Nous allons tester les modèles et calculer l'erreur de test de chaque modèle après chaque itération d'amorçage.

real_test_errors = []
discrete_test_errors = []

for real_test_predict, discrete_test_predict in zip(
    bdt_real.staged_predict(X_test), bdt_discrete.staged_predict(X_test)
):
    real_test_errors.append(1.0 - accuracy_score(real_test_predict, y_test))
    discrete_test_errors.append(1.0 - accuracy_score(discrete_test_predict, y_test))

Tracer les résultats

Nous allons tracer l'erreur de test, l'erreur de classification et le poids d'amorçage de chaque modèle.

n_trees_discrete = len(bdt_discrete)
n_trees_real = len(bdt_real)

## L'amorçage peut se terminer tôt, mais les tableaux suivants sont toujours
## de longueur n_estimators. Nous les réduisons au nombre réel d'arbres ici :
discrete_estimator_errors = bdt_discrete.estimator_errors_[:n_trees_discrete]
real_estimator_errors = bdt_real.estimator_errors_[:n_trees_real]
discrete_estimator_weights = bdt_discrete.estimator_weights_[:n_trees_discrete]

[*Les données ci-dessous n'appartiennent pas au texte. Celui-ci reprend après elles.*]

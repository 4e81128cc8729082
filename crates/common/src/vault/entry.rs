//! Entry metadata: the plaintext behind each encrypted row key.

use serde::{Deserialize, Serialize};
use time::OffsetDateTime;

use crate::crypto::Hash32;

/// The root folder. Always exists, never stored.
pub const ROOT_FOLDER_ID: u64 = 0;

/// Decrypted payload of a data row's ciphertext key.
#[derive(Debug, Clone, PartialEq, Eq, Serialize, Deserialize)]
#[serde(tag = "type")]
pub enum EntryMeta {
    #[serde(rename = "file")]
    File(FileMeta),
    #[serde(rename = "folder")]
    Folder(FolderMeta),
}

/// A file. `size` is the plaintext size; the ciphertext size lives in the
/// row's `size` column.
#[derive(Debug, Clone, PartialEq, Eq, Serialize, Deserialize)]
pub struct FileMeta {
    pub name: String,
    pub size: u64,
    #[serde(with = "time::serde::rfc3339")]
    pub created_at: OffsetDateTime,
    #[serde(with = "time::serde::rfc3339")]
    pub modified_at: OffsetDateTime,
    pub folder_id: u64,
}

/// A folder in the tree. Folder id 0 is the implicit root.
#[derive(Debug, Clone, PartialEq, Eq, Serialize, Deserialize)]
pub struct FolderMeta {
    pub folder_id: u64,
    pub parent_folder_id: u64,
    pub name: String,
}

/// One listing result.
#[derive(Debug, Clone, PartialEq, Eq)]
pub enum FolderItem {
    File {
        name: String,
        size: u64,
        modified_at: OffsetDateTime,
    },
    Folder {
        folder_id: u64,
        name: String,
    },
}

/// A breadcrumb segment of a folder path.
#[derive(Debug, Clone, PartialEq, Eq)]
pub struct PathSegment {
    pub name: String,
    pub folder_id: u64,
}

/// Keyed index tag for a folder's children.
///
/// `blake3::keyed_hash(content_key, folder_id_le64)`: deterministic for the
/// key holder, opaque to replicas, so folder listings never require
/// decrypting row keys.
pub fn folder_tag(content_key: &[u8; 32], folder_id: u64) -> Hash32 {
    blake3::keyed_hash(content_key, &folder_id.to_le_bytes()).into()
}

impl EntryMeta {
    /// The folder this entry lives in (its tag parent).
    pub fn parent_folder_id(&self) -> u64 {
        match self {
            EntryMeta::File(file) => file.folder_id,
            EntryMeta::Folder(folder) => folder.parent_folder_id,
        }
    }
}
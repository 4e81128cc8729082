//! Resumable blob download.
//!
//! One stream per blob; bytes are buffered in memory and flushed to the
//! object store in large appends, with the per-hash progress record updated
//! after every flush. A dropped connection leaves the progress advanced so
//! the next tick resumes from where it stopped.

use tokio::io::AsyncReadExt;

use super::{SyncClient, SyncError, SyncState};
use crate::crypto::Hash32;
use crate::db;
use crate::objects::ObjectStoreError;

/// In-memory buffer between the network stream and disk.
const DOWNLOAD_BUFFER_SIZE: usize = 20 * 1024 * 1024;

/// A blob that still needs fetching: content hash plus ciphertext size.
#[derive(Debug, Clone, Copy, PartialEq, Eq)]
pub struct Download {
    pub value_hash: Hash32,
    pub size: u64,
}

/// Fetch the missing range of a blob from a peer.
///
/// Progress equal to the size means the blob is complete. On a short read
/// the progress stays advanced and the error is a warning for the caller;
/// on a hash mismatch after completion the blob is deleted and progress
/// reset to zero.
pub async fn download_file(
    state: &SyncState,
    client: &dyn SyncClient,
    download: Download,
) -> Result<(), SyncError> {
    let Download { value_hash, size } = download;

    let mut progress = state.db.download_progress(&value_hash).await?;
    if progress >= size {
        return Ok(());
    }

    // Reconcile the progress record with what is actually on disk. An
    // interrupted flush can leave the file ahead of or behind the record;
    // the file is truncated to the smaller of the two so appends line up.
    let on_disk = if state.objects.exists(&value_hash) {
        state.objects.len(&value_hash)?
    } else {
        0
    };
    if on_disk != progress {
        let resume_from = on_disk.min(progress);
        state.objects.truncate(&value_hash, resume_from)?;
        db::data::set_download_progress(state.db.pool(), &value_hash, resume_from).await?;
        progress = resume_from;
    }
    if progress >= size {
        return finalize(state, &value_hash).await;
    }

    let requested = size - progress;
    tracing::info!(blob = %value_hash, offset = progress, length = requested, "downloading blob");

    let mut stream = client.fetch_file_data(&value_hash, progress, requested).await?;
    let buffer_size = DOWNLOAD_BUFFER_SIZE.min(requested as usize);
    let mut buffer = vec![0u8; buffer_size.max(1)];
    let mut received = 0u64;

    'outer: loop {
        let mut filled = 0usize;
        while filled < buffer.len() {
            let n = stream.read(&mut buffer[filled..]).await?;
            if n == 0 {
                if filled > 0 {
                    flush(state, &value_hash, &buffer[..filled], &mut progress).await?;
                    received += filled as u64;
                }
                break 'outer;
            }
            filled += n;
        }
        if filled == buffer.len() {
            flush(state, &value_hash, &buffer[..filled], &mut progress).await?;
            received += filled as u64;
            if received >= requested {
                break;
            }
        }
    }

    if received != requested {
        return Err(SyncError::ShortRead {
            expected: requested,
            got: received,
        });
    }

    finalize(state, &value_hash).await
}

async fn flush(
    state: &SyncState,
    value_hash: &Hash32,
    bytes: &[u8],
    progress: &mut u64,
) -> Result<(), SyncError> {
    state.objects.append(value_hash, bytes)?;
    *progress += bytes.len() as u64;
    db::data::set_download_progress(state.db.pool(), value_hash, *progress).await?;
    Ok(())
}

async fn finalize(state: &SyncState, value_hash: &Hash32) -> Result<(), SyncError> {
    match state.objects.validate_or_remove(value_hash) {
        Ok(()) => {
            tracing::info!(blob = %value_hash, "blob download complete");
            Ok(())
        }
        Err(e @ ObjectStoreError::Invalid { .. }) => {
            db::data::set_download_progress(state.db.pool(), value_hash, 0).await?;
            Err(e.into())
        }
        Err(e) => Err(e.into()),
    }
}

plt.figure(figsize=(15, 5))

plt.subplot(131)
plt.plot(range(1, n_trees_discrete + 1), discrete_test_errors, c="black", label="SAMME")
plt.plot(
    range(1, n_trees_real + 1),
    real_test_errors,
    c="black",
    linestyle="dashed",
    label="SAMME.R",
)
plt.legend()
plt.ylim(0.18, 0.62)
plt.ylabel("Erreur de test")
plt.xlabel("Nombre d'arbres")

plt.subplot(132)
plt.plot(
    range(1, n_trees_discrete + 1),
    discrete_estimator_errors,
    "b",
    label="SAMME",
    alpha=0.5,
)
plt.plot(
    range(1, n_trees_real + 1), real_estimator_errors, "r", label="SAMME.R", alpha=0.5
)
plt.legend()
plt.ylabel("Erreur")
plt.xlabel("Nombre d'arbres")
plt.ylim((0.2, max(real_estimator_errors.max(), discrete_estimator_errors.max()) * 1.2))
plt.xlim((-20, len(bdt_discrete) + 20))

plt.subplot(133)
plt.plot(range(1, n_trees_discrete + 1), discrete_estimator_weights, "b", label="SAMME")
plt.legend()
plt.ylabel("Poids")
plt.xlabel("Nombre d'arbres")
plt.ylim((0, discrete_estimator_weights.max() * 1.2))
plt.xlim((-20, n_trees_discrete + 20))

## Empêcher les étiquettes des axes y de se chevaucher
plt.subplots_adjust(wspace=0.25)
plt.show()

Sommaire

Dans ce laboratoire, nous avons exploré la manière dont l'amorçage peut améliorer la précision de prédiction dans un problème multi-classe. Nous avons utilisé un ensemble de données construit en prenant une distribution normale standard de dix dimensions et en définissant trois classes séparées par des sphères concentriques imbriquées de dix dimensions. Nous avons comparé les performances des algorithmes SAMME et SAMME.R et avons tracé l'erreur de test, l'erreur de classification et le poids d'amorçage de chaque modèle. Les résultats ont montré que SAMME.R converge généralement plus rapidement que SAMME, obtenant une erreur de test plus faible avec un nombre d'itérations d'amorçage plus réduit.